Dataset records:
____

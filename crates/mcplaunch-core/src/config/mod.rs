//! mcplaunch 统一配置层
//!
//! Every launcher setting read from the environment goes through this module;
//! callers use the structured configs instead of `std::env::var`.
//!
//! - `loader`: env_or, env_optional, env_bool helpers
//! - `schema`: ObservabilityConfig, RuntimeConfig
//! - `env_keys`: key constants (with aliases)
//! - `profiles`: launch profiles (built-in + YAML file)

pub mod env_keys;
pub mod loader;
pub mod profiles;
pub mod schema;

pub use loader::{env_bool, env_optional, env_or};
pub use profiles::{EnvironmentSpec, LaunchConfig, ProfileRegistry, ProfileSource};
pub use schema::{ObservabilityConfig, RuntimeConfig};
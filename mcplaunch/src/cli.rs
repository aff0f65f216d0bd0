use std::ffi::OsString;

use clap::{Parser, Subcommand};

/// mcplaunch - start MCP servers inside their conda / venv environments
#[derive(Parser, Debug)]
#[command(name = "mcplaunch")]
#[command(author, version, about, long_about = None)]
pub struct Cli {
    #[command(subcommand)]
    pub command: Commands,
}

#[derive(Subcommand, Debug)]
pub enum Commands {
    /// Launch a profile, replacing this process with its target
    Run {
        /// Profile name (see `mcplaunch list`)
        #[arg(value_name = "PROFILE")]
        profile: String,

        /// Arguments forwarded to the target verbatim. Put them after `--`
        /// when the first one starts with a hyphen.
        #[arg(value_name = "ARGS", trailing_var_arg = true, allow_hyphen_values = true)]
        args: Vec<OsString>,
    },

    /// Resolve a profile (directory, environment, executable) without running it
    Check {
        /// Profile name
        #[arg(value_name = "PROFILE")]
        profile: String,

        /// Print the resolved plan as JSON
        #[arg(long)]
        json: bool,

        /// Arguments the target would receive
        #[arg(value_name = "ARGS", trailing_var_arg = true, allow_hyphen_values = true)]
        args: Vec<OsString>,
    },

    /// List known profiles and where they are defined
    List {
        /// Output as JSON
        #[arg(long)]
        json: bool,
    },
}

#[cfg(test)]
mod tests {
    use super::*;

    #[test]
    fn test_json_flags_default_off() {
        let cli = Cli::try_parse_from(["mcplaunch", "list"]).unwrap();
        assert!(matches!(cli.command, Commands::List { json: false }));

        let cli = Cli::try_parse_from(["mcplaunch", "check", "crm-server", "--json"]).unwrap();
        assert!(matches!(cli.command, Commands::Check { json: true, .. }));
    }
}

____

Assignment: Search the entries above for the string "derive". Copy each line in which it appears.

Response below:
#[derive(Parser, Debug)]
#[derive(Subcommand, Debug)]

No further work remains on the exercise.